We have deployed DASH at https://speakerbench.com and we experience stability issues in the form that 1) web pages do not fully load, 2) sometimes web pages will not load at all. The ISP claims that they cannot see any issues on the server side, i.e. lots of CPU and memory available.
For example, the third app (appc.py) would at some point not load at all, even if I refreshed the browser many times. I eventually gave up.
What could possibly create these problems? Please feel free to propose.
It doesn’t help to restart the client (web browser or even the entire computer).

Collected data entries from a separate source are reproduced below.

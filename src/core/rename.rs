//! Run orchestration: manifest first, then the tree walk and the repository
//! reset side by side.

use std::path::PathBuf;

use anyhow::{Context, Result};
use owo_colors::OwoColorize;
use tracing::{info, instrument, warn};

use crate::cli::{AppContext, Cli};
use crate::core::classify::{LineClassifier, ModulePair};
use crate::core::git::RepoReset;
use crate::core::manifest::locate_and_rewrite;
use crate::core::report::RunReport;
use crate::core::rewrite::FileRewriter;
use crate::infra::config::{Config, load_config};
use crate::infra::walk::{TreeWalker, compile_ignores};

/// One rename invocation.
#[derive(Debug, Clone)]
pub struct RenameRequest {
    pub root: PathBuf,
    pub new_module: String,
    /// Skip the repository reset
    pub keep_git: bool,
    pub dry_run: bool,
}

/// Rewrite the manifest under `req.root`, then walk the tree and reset the
/// repository concurrently. Configuration problems, manifest I/O and a
/// failure to list the root are errors; everything else is in the report.
#[instrument(skip(req, config), fields(root = %req.root.display(), new = %req.new_module))]
pub fn rename(
    req: &RenameRequest,
    config: &Config,
) -> Result<RunReport> {
    if req.new_module.trim().is_empty() {
        anyhow::bail!("New module identifier must not be empty");
    }
    if !req.root.is_dir() {
        anyhow::bail!("Not a directory: {}", req.root.display());
    }
    // Reject bad globs before the manifest is touched
    compile_ignores(&config.walk.ignore_patterns).context("Invalid walk.ignore_patterns")?;

    let manifest = locate_and_rewrite(&req.root, &req.new_module, &config.rewrite, req.dry_run)
        .context("Failed to update module manifest")?;

    let pair = ModulePair::new(manifest.module(), req.new_module.as_str());
    if pair.old == pair.new {
        warn!(module = %pair.old, "old and new identifiers are identical");
    }

    let classifier = LineClassifier::new(pair.clone(), config.rewrite.import_keyword.as_str());
    let rewriter = FileRewriter::new(classifier, config.rewrite.keep_final_newline, req.dry_run);
    let walker = TreeWalker::new(
        rewriter,
        config.rewrite.clone(),
        &config.walk.ignore_patterns,
    )?
    .with_follow_symlinks(config.walk.follow_symlinks);

    let reset = (config.vcs.enabled && !req.keep_git)
        .then(|| RepoReset::new(&req.root, config.vcs.clone(), req.dry_run));

    let (reset_outcome, walk_result) = rayon::join(
        || reset.as_ref().map(|r| r.run(&req.new_module)),
        || walker.walk(&req.root),
    );

    let walk = walk_result.context("Failed to walk source tree")?;
    info!(
        scanned = walk.files_scanned,
        changed = walk.changed.len(),
        failures = walk.failures.len(),
        "walk finished"
    );

    Ok(RunReport {
        manifest: manifest.path.clone(),
        old_module: pair.old,
        new_module: pair.new,
        walk,
        reset: reset_outcome,
        dry_run: req.dry_run,
    })
}

/// CLI entry: load config, rename, print the summary. Fails when any file
/// could not be rewritten.
pub fn run(
    cli: Cli,
    ctx: &AppContext,
) -> Result<()> {
    let config = load_config(cli.config.as_deref())?;

    let (Some(root), Some(new_module)) = (cli.directory, cli.new_module) else {
        anyhow::bail!("directory path and module name are not specified");
    };

    let req = RenameRequest {
        root,
        new_module,
        keep_git: cli.keep_git,
        dry_run: ctx.dry_run,
    };

    let report = rename(&req, &config)?;

    if !ctx.quiet {
        print_summary(&report, ctx);
    }

    if !report.is_success() {
        anyhow::bail!(
            "{} path(s) could not be rewritten",
            report.walk.failures.len()
        );
    }

    Ok(())
}

fn paint(
    text: &str,
    ctx: &AppContext,
    color: fn(&str) -> String,
) -> String {
    if ctx.no_color {
        text.to_string()
    } else {
        color(text)
    }
}

fn green(s: &str) -> String {
    s.green().to_string()
}

fn yellow(s: &str) -> String {
    s.yellow().to_string()
}

fn red(s: &str) -> String {
    s.red().to_string()
}

fn print_summary(
    report: &RunReport,
    ctx: &AppContext,
) {
    if report.dry_run {
        println!("{}", paint("DRY RUN: nothing was written", ctx, yellow));
    }

    println!(
        "{} {} -> {} ({})",
        paint("module", ctx, green),
        report.old_module,
        report.new_module,
        report.manifest.display()
    );

    let walk = &report.walk;
    println!(
        "  {} files scanned, {} changed, {} lines rewritten, {} directories",
        walk.files_scanned,
        walk.changed.len(),
        walk.lines_rewritten,
        walk.dirs_visited
    );
    for path in &walk.changed {
        println!("  {} {}", paint("~", ctx, green), path.display());
    }
    for path in &walk.skipped_dirs {
        println!("  {} {}", paint("skipped", ctx, yellow), path.display());
    }
    for failure in &walk.failures {
        println!(
            "  {} {}: {:#}",
            paint("failed", ctx, red),
            failure.path.display(),
            failure.error
        );
    }

    match &report.reset {
        None => println!("  git: {}", paint("left untouched", ctx, yellow)),
        Some(reset) => {
            for err in &reset.errors {
                println!("  {} {}", paint("git:", ctx, red), err);
            }
            if reset.initialized {
                println!("  git: {}", paint("reinitialized", ctx, green));
            }
            if let Some(url) = &reset.remote {
                println!("  git remote: {url}");
            }
            if let Some(err) = &reset.remote_error {
                println!("  {} {}", paint("git remote:", ctx, yellow), err);
            }
        }
    }
}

The app has been code-optimized and has minimal number of global variables.
I found this link, which I am not sure this is related to DASH Plotly, yet some of the tips might be relevant:

… Much of what is proposed in the above how-to is client related.
I look forward to hearing your proposal(s) as to what could be wrong on the server side - maybe something to be aware of in the code?

Best regards,
Claus

Hello @cfuttrup,

How many users does it take to initially start seeing these problems? On one of your pages, I noticed that it called _dash-update-component several times on the site (5 times for Speakerbench). Depending on how your load balancer is set up, this may cause some issues because of the multiple calls to the server in order to load a single page.

Do you have several backend servers running DASH, are you using gunicorn or uvicorn to create several workers to handle multiple simultaneous calls?

Hi jinnyzor

Thank you for your input and sorry for the waiting time.
I was able to ZOOM chat with my partner in Speakerbench today and we understand maybe a bit more of what is going on, or at least feel we have been pointed in a direction where we can start digging.

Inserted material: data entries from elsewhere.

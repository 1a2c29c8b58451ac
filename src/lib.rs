//! **remod** - Rewrite a Go module's import path across a whole source tree
//!
//! Locates the module manifest, installs the new identifier, then rewrites
//! every source file line by line on a rayon task tree while the repository
//! is detached and reinitialised alongside.

/// Command-line interface with clap integration
pub mod cli;

/// Core processing pipeline - manifest, classification, rewrite, reset
pub mod core {
    /// Manifest lookup and identifier rewrite (shallow, first match wins)
    pub mod manifest;
    pub use manifest::{Manifest, ManifestError, locate_and_rewrite};

    /// Import-context aware single-substitution line classifier
    pub mod classify;
    pub use classify::{LineClassifier, LineEdit, LineKind, ModulePair};

    /// Whole-file rewrite; writes only when a line changed
    pub mod rewrite;
    pub use rewrite::{FileOutcome, FileRewriter, RewriteError};

    /// Repository metadata removal, `git init` and remote setup
    pub mod git;
    pub use git::{RepoReset, ResetOutcome};

    /// Per-directory report fragments and the aggregated run result
    pub mod report;
    pub use report::{Failure, RunReport, WalkReport};

    /// Orchestration of manifest, walk and reset
    pub mod rename;
    pub use rename::{RenameRequest, rename};
}

/// Infrastructure - Configuration, I/O, and traversal
pub mod infra {
    /// Layered configuration (remod.toml + REMOD_* env)
    pub mod config;
    pub use config::{Config, RewriteConfig, VcsConfig, WalkConfig, load_config};

    /// File reading with memory mapping above 1 MiB, line split/join
    pub mod io;
    pub use io::{FileContent, read_file_smart};

    /// Parallel per-directory tree walker
    pub mod walk;
    pub use walk::{TreeWalker, WalkError};
}

// Strategic re-exports for clean CLI interface
pub use crate::cli::{AppContext, Cli};
pub use crate::core::{RenameRequest, RunReport, rename};
pub use crate::infra::{Config, load_config};
use clap::{ArgAction, Parser};
use std::path::PathBuf;

/// Shared application context for global flags
#[derive(Clone, Debug)]
pub struct AppContext {
    pub quiet: bool,    // --quiet
    pub no_color: bool, // --no-color
    pub dry_run: bool,  // --dry-run
}

#[derive(Debug, Parser)]
#[command(name = "remod")]
#[command(
    about = "Rewrite a module's import path across a source tree and reinitialize its git history"
)]
#[command(version, long_about = None)]
pub struct Cli {
    /// Root directory of the module (must contain the manifest, e.g. go.mod)
    #[arg(required_unless_present = "print_config")]
    pub directory: Option<PathBuf>,

    /// New module identifier (e.g. github.com/acme/tool)
    #[arg(required_unless_present = "print_config")]
    pub new_module: Option<String>,

    /// Leave version-control metadata alone
    #[arg(long)]
    pub keep_git: bool,

    /// Read configuration from this file instead of ./remod.toml
    #[arg(long, value_name = "FILE")]
    pub config: Option<PathBuf>,

    /// Print the default configuration as TOML and exit
    #[arg(long)]
    pub print_config: bool,

    /// Increase log verbosity (-v debug, -vv trace)
    #[arg(short, long, action = ArgAction::Count)]
    pub verbose: u8,

    /// Disable colored output
    #[arg(long)]
    pub no_color: bool,

    /// Suppress the summary and informational logs
    #[arg(long)]
    pub quiet: bool,

    /// Show what would change without writing anything
    #[arg(long)]
    pub dry_run: bool,
}

impl Cli {
    pub fn context(&self) -> AppContext {
        AppContext {
            quiet: self.quiet,
            no_color: self.no_color,
            dry_run: self.dry_run,
        }
    }

    /// Log filter directive implied by the verbosity flags.
    pub fn log_directive(&self) -> &'static str {
        match (self.quiet, self.verbose) {
            (true, _) => "remod=warn",
            (false, 0) => "remod=info",
            (false, 1) => "remod=debug",
            (false, _) => "remod=trace",
        }
    }
}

Generally speaking you’re focusing on the server being (too) busy, for one reason or another, which makes sense.
It looks like the web server is using Gunicorn as a WSGI, but I don’t know how it is setup (number of workers) and will ask my ISP.
Thanks for the tip to look into how we load dash-update-components. We’ll look into that.

Our server is setup with
Entry processes : 1/20 (supposedly only 5% loaded when I looked)
Number of Processes : 1/80 (also ‘chilling’)

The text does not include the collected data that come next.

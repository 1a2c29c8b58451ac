use anyhow::Result;
use clap::Parser;
use remod::cli::Cli;
use tracing_subscriber::EnvFilter;

fn main() -> Result<()> {
    let cli = Cli::parse();

    // RUST_LOG wins over the verbosity flags
    let filter = EnvFilter::try_from_default_env()
        .unwrap_or_else(|_| EnvFilter::new(cli.log_directive()));
    tracing_subscriber::fmt()
        .with_env_filter(filter)
        .with_writer(std::io::stderr)
        .with_target(false)
        .with_ansi(!cli.no_color)
        .init();

    if cli.print_config {
        print!("{}", remod::infra::config::default_toml()?);
        return Ok(());
    }

    // Build a context once, pass everywhere
    let ctx = cli.context();
    remod::core::rename::run(cli, &ctx)
}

I don’t know the status when I experienced trouble, because I was at work and I didn’t have my home computer with me (and no access to the server side).

With your input I will investigate a bit more. Thank you.

With kind regards,
Claus

By the way, we looked into stderr.log on the server and found at the tail end (last 15 lines):

[UID:1324][3694872] Reached max children process limit: 6, extra: 2, current: 8, busy: 8, please increase LSAPI_CHILDREN.
[UID:1324][3694872] Reached max children process limit: 6, extra: 2, current: 8, busy: 8, please increase LSAPI_CHILDREN.
[UID:1324][3694872] Reached max children process limit: 6, extra: 2, current: 8, busy: 8, please increase LSAPI_CHILDREN.
[UID:1324][3694872] Reached max children process limit: 6, extra: 2, current: 8, busy: 8, please increase LSAPI_CHILDREN.
[UID:1324][3694872] Reached max children process limit: 6, extra: 2, current: 8, busy: 8, please increase LSAPI_CHILDREN.
[UID:1324][32015] Child process with pid: 46714 was killed by signal: 15, core dump: 0
[UID:1324][32015] Child process with pid: 46722 was killed by signal: 15, core dump: 0
[UID:1324][830272] Child process with pid: 855853 was killed by signal: 15, core dump: 0
[UID:1324][830272] Child process with pid: 855851 was killed by signal: 15, core dump: 0
[UID:1324][830272] Child process with pid: 855867 was killed by signal: 15, core dump: 0
[UID:1324][830272] Child process with pid: 855852 was killed by signal: 15, core dump: 0
[UID:1324][1182474] Child process with pid: 1193501 was killed by signal: 15, core dump: 0
[UID:1324][1182474] Child process with pid: 1193500 was killed by signal: 15, core dump: 0
[UID:1324][1182474] Child process with pid: 1193499 was killed by signal: 15, core dump: 0
[UID:1324][1182474] Child process with pid: 1193505 was killed by signal: 15, core dump: 0

Does this provide any tips as to what could be our problem?

Best regards,
Claus

It does seem interesting.

For litespeed, it seems that killing the process is normal:

The LSAPI process looks to be the issue. Only 6 people can be waiting for a response from the server? I’m not sure because I’ve not used LiteSpeed.

Hi all and jinnyzor

To whom might be interested. I finally had the web hotel look at things, they adjusted a few parameters
(unknown to me what it is) and shortly after annouced the end of the support for Python apps at the hotel.
I was unable to find another web hotel with this feature, so we instead opted for a Virtual Private Server,
with Gunicorn and Apache running. Migration finished early January.

Best regards,
Claus

I use gunicorn with nginx myself. :slight_smile:

Glad you got it working, and stinks that they did that to you.